The latest turn of events has seen the NAO admit that it has made accounting errors of its own.
The NAO conceded that it had not separately recorded Sir John’s wife’s chits and the associated tax payments paid by the NAO, which should have been reported as part of Sir John’s remuneration.
This, public sector readers will need no reminding, is the body that ever so delicately highlights the smallest of problems in government accounts to devastating effect.
Can Sir John realistically continue as the chief of an organisation entrusted with keeping a close eye on government spending when his organisation can’t seem to keep a handle on his own, some people will be asking.

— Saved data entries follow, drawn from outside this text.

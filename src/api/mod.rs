//! Remote Education API Module
//!
//! Everything the portal knows about the external HTTP service lives here:
//! the `EduApi` seam, its `reqwest` and in-memory implementations, and typed
//! endpoint wrappers grouped by audience.

use std::sync::Arc;

use async_trait::async_trait;
use bytes::Bytes;
use reqwest::Method;
use serde::de::DeserializeOwned;
use serde_json::Value;
use thiserror::Error;

pub mod admin;
pub mod auth;
pub mod http;
pub mod mock;
pub mod student;
pub mod teacher;

pub use http::HttpEduApi;
pub use mock::{MockEduApi, RecordedCall};

/// Size of each slice an upload is streamed in.
pub const UPLOAD_CHUNK_SIZE: usize = 64 * 1024;

/// Callback receiving upload progress as a percentage in `0..=100`.
pub type ProgressFn = Arc<dyn Fn(u8) + Send + Sync>;

// 1. Failure Taxonomy
/// ApiError
///
/// Every way a remote call can fail. `Unauthorized` is kept apart because it
/// always tears the session down instead of being shown to the user.
#[derive(Error, Debug, Clone, PartialEq)]
pub enum ApiError {
    #[error("session rejected by the education API")]
    Unauthorized,

    #[error("education API returned {status}: {}", .detail.as_deref().unwrap_or("no detail"))]
    Status { status: u16, detail: Option<String> },

    #[error("education API unreachable: {0}")]
    Transport(String),

    #[error("unexpected response from education API: {0}")]
    Decode(String),
}

impl ApiError {
    /// from_status
    ///
    /// Builds a status error from a non-2xx body, lifting the `detail` field
    /// the API puts in its JSON error bodies.
    pub fn from_status(status: u16, body: &[u8]) -> Self {
        let detail = match serde_json::from_slice::<Value>(body) {
            Ok(Value::Object(map)) => match map.get("detail") {
                Some(Value::String(text)) => Some(text.clone()),
                Some(other) => Some(other.to_string()),
                None => None,
            },
            _ => {
                let text = String::from_utf8_lossy(body).trim().to_string();
                (!text.is_empty() && text.len() <= 200).then_some(text)
            }
        };
        ApiError::Status { status, detail }
    }

    pub fn is_not_found(&self) -> bool {
        matches!(self, ApiError::Status { status: 404, .. })
    }

    /// Text safe to show inside a page.
    pub fn user_message(&self) -> String {
        match self {
            ApiError::Unauthorized => "Your session has expired, please sign in again.".to_string(),
            ApiError::Status {
                detail: Some(detail),
                ..
            } => detail.clone(),
            ApiError::Status { status: 404, .. } => "Not found.".to_string(),
            ApiError::Status { status, .. } => format!("Request rejected (HTTP {}).", status),
            ApiError::Transport(_) => {
                "The education service is unavailable, please try again later.".to_string()
            }
            ApiError::Decode(_) => "The education service sent an unexpected response.".to_string(),
        }
    }
}

// 2. Request & Reply Shapes
/// Upload
///
/// A single file sent as multipart form data.
#[derive(Clone)]
pub struct Upload {
    pub field: String,
    pub filename: String,
    pub content_type: Option<String>,
    pub data: Bytes,
    pub progress: ProgressFn,
}

#[derive(Clone)]
pub enum ApiBody {
    Empty,
    Json(Value),
    Form(Vec<(String, String)>),
    Upload(Upload),
}

/// ApiCall
///
/// One request to the remote API. `path` is relative to the configured base URL
/// and may carry a query string.
#[derive(Clone)]
pub struct ApiCall {
    pub method: Method,
    pub path: String,
    pub token: Option<String>,
    pub body: ApiBody,
}

impl ApiCall {
    pub fn new(method: Method, path: impl Into<String>) -> Self {
        Self {
            method,
            path: path.into(),
            token: None,
            body: ApiBody::Empty,
        }
    }

    pub fn get(path: impl Into<String>) -> Self {
        Self::new(Method::GET, path)
    }

    pub fn post(path: impl Into<String>) -> Self {
        Self::new(Method::POST, path)
    }

    pub fn delete(path: impl Into<String>) -> Self {
        Self::new(Method::DELETE, path)
    }

    pub fn patch(path: impl Into<String>) -> Self {
        Self::new(Method::PATCH, path)
    }

    /// Attaches the bearer token. An empty token sends no header.
    pub fn bearer(mut self, token: &str) -> Self {
        self.token = (!token.is_empty()).then(|| token.to_string());
        self
    }

    pub fn json(mut self, body: Value) -> Self {
        self.body = ApiBody::Json(body);
        self
    }

    pub fn form(mut self, pairs: Vec<(String, String)>) -> Self {
        self.body = ApiBody::Form(pairs);
        self
    }

    pub fn upload(mut self, upload: Upload) -> Self {
        self.body = ApiBody::Upload(upload);
        self
    }
}

/// ApiReply
///
/// A successful (2xx) response body, decoded lazily by the caller.
#[derive(Debug, Clone, PartialEq)]
pub struct ApiReply {
    pub content_type: Option<String>,
    pub bytes: Bytes,
}

impl ApiReply {
    pub fn from_json(value: &Value) -> Self {
        Self {
            content_type: Some("application/json".to_string()),
            bytes: Bytes::from(value.to_string()),
        }
    }

    pub fn json<T: DeserializeOwned>(&self) -> Result<T, ApiError> {
        serde_json::from_slice(&self.bytes).map_err(|e| ApiError::Decode(e.to_string()))
    }
}

// 3. The Seam
/// EduApi
///
/// Abstract contract for talking to the remote service. Handlers only ever
/// see `ApiState`, so tests swap in `MockEduApi` without a network.
#[async_trait]
pub trait EduApi: Send + Sync {
    async fn send(&self, call: ApiCall) -> Result<ApiReply, ApiError>;
}

/// ApiState
///
/// The concrete type used to share the API client across the application state.
pub type ApiState = Arc<dyn EduApi>;

/// chunk_with_progress
///
/// Splits an upload into `chunk_size` slices, pairing each with the percentage
/// sent once that slice has gone out. Percentages never decrease and the last
/// one is always 100, including for empty payloads.
pub fn chunk_with_progress(data: &Bytes, chunk_size: usize) -> Vec<(Bytes, u8)> {
    let total = data.len();
    if total == 0 {
        return vec![(Bytes::new(), 100)];
    }
    let chunk_size = chunk_size.max(1);

    let mut chunks = Vec::with_capacity(total.div_ceil(chunk_size));
    let mut sent = 0;
    while sent < total {
        let end = (sent + chunk_size).min(total);
        let percent = (end * 100 / total) as u8;
        chunks.push((data.slice(sent..end), percent));
        sent = end;
    }
    chunks
}

/// Percent-encodes a query string from key/value pairs.
pub(crate) fn with_query(path: &str, pairs: &[(&str, &str)]) -> String {
    if pairs.is_empty() {
        return path.to_string();
    }
    let query = url::form_urlencoded::Serializer::new(String::new())
        .extend_pairs(pairs)
        .finish();
    format!("{}?{}", path, query)
}

/// Percent-encodes one path segment. Only unreserved characters survive, so an
/// id can never add segments or a query string.
pub fn path_segment(raw: &str) -> String {
    url::form_urlencoded::byte_serialize(raw.as_bytes())
        .collect::<String>()
        .replace('+', "%20")
}

/// resource_path
///
/// Fills each `{}` in `template` with the next id, encoded as a single segment.
/// Empty and dot-only ids are refused as not found: URL normalisation would
/// resolve them against the parent path even when encoded.
pub(crate) fn resource_path(template: &str, ids: &[&str]) -> Result<String, ApiError> {
    let mut pieces = template.split("{}");
    let mut path = pieces.next().unwrap_or_default().to_string();
    let mut ids = ids.iter();
    for piece in pieces {
        let id = ids.next().copied().unwrap_or_default();
        if id.is_empty() || id.chars().all(|c| c == '.') {
            tracing::info!(template, id, "Refused path parameter that is not a resource id");
            return Err(ApiError::Status {
                status: 404,
                detail: None,
            });
        }
        path.push_str(&path_segment(id));
        path.push_str(piece);
    }
    Ok(path)
}

#[cfg(test)]
mod tests {
    use super::*;

    #[test]
    fn progress_is_monotonic_and_ends_at_100() {
        let data = Bytes::from(vec![7u8; 250]);
        let chunks = chunk_with_progress(&data, 100);
        let percents: Vec<u8> = chunks.iter().map(|(_, p)| *p).collect();
        assert_eq!(percents, vec![40, 80, 100]);
        let total: usize = chunks.iter().map(|(c, _)| c.len()).sum();
        assert_eq!(total, 250);
    }

    #[test]
    fn empty_upload_reports_completion() {
        let chunks = chunk_with_progress(&Bytes::new(), UPLOAD_CHUNK_SIZE);
        assert_eq!(chunks.len(), 1);
        assert_eq!(chunks[0].1, 100);
    }

    #[test]
    fn status_error_lifts_detail_field() {
        let err = ApiError::from_status(400, br#"{"detail":"Username exists"}"#);
        assert_eq!(
            err,
            ApiError::Status {
                status: 400,
                detail: Some("Username exists".to_string())
            }
        );
        assert_eq!(err.user_message(), "Username exists");
    }

    #[test]
    fn status_error_without_detail_uses_generic_text() {
        let err = ApiError::from_status(404, b"");
        assert!(err.is_not_found());
        assert_eq!(err.user_message(), "Not found.");
        assert_eq!(
            ApiError::from_status(500, br#"{"error":"x"}"#).user_message(),
            "Request rejected (HTTP 500)."
        );
    }

    #[test]
    fn empty_bearer_sends_no_token() {
        assert_eq!(ApiCall::get("/auth/me").bearer("").token, None);
        assert_eq!(
            ApiCall::get("/auth/me").bearer("t1").token.as_deref(),
            Some("t1")
        );
    }

    #[test]
    fn query_pairs_are_encoded() {
        assert_eq!(with_query("/admin/users", &[]), "/admin/users");
        assert_eq!(
            with_query("/admin/users", &[("role", "a b")]),
            "/admin/users?role=a+b"
        );
    }

    #[test]
    fn path_segments_cannot_escape_their_slot() {
        assert_eq!(path_segment("42"), "42");
        assert_eq!(path_segment("a b"), "a%20b");
        assert_eq!(
            path_segment("../../classes/teacher?x=1"),
            "..%2F..%2Fclasses%2Fteacher%3Fx%3D1"
        );
        assert_eq!(
            resource_path("/classes/teacher/{}/student/{}", &["3", "9#frag"]).unwrap(),
            "/classes/teacher/3/student/9%23frag"
        );
    }

    #[test]
    fn dot_and_empty_ids_are_not_found() {
        for id in ["", ".", ".."] {
            let err = resource_path("/teacher/lesson/preview/{}", &[id]).unwrap_err();
            assert!(err.is_not_found(), "{:?} should be refused", id);
        }
    }
}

Can the NAO maintain its high moral tone in scrutinising important topics like the budget for the 2012 Olympics and the new pay contracts for GPs working in the NHS, when it has had to admit its own book- keeping is flawed?
The answer, surely, is no.
Last week, it seemed that the final squalls of Sir John’s damaging expense account storm had broken when the Commons’ Public Accounts Commission said that the NAO boss would have to suffer having his expenses vetted by an independent figure.
The latest act in the Bourn saga looks like it ought really to involve Sir John and the NAO going their separate ways.
If Whitehall concludes that there is no problem in him remaining, the sense that there is a culture of whitewashing in Whitehall may take deeper root.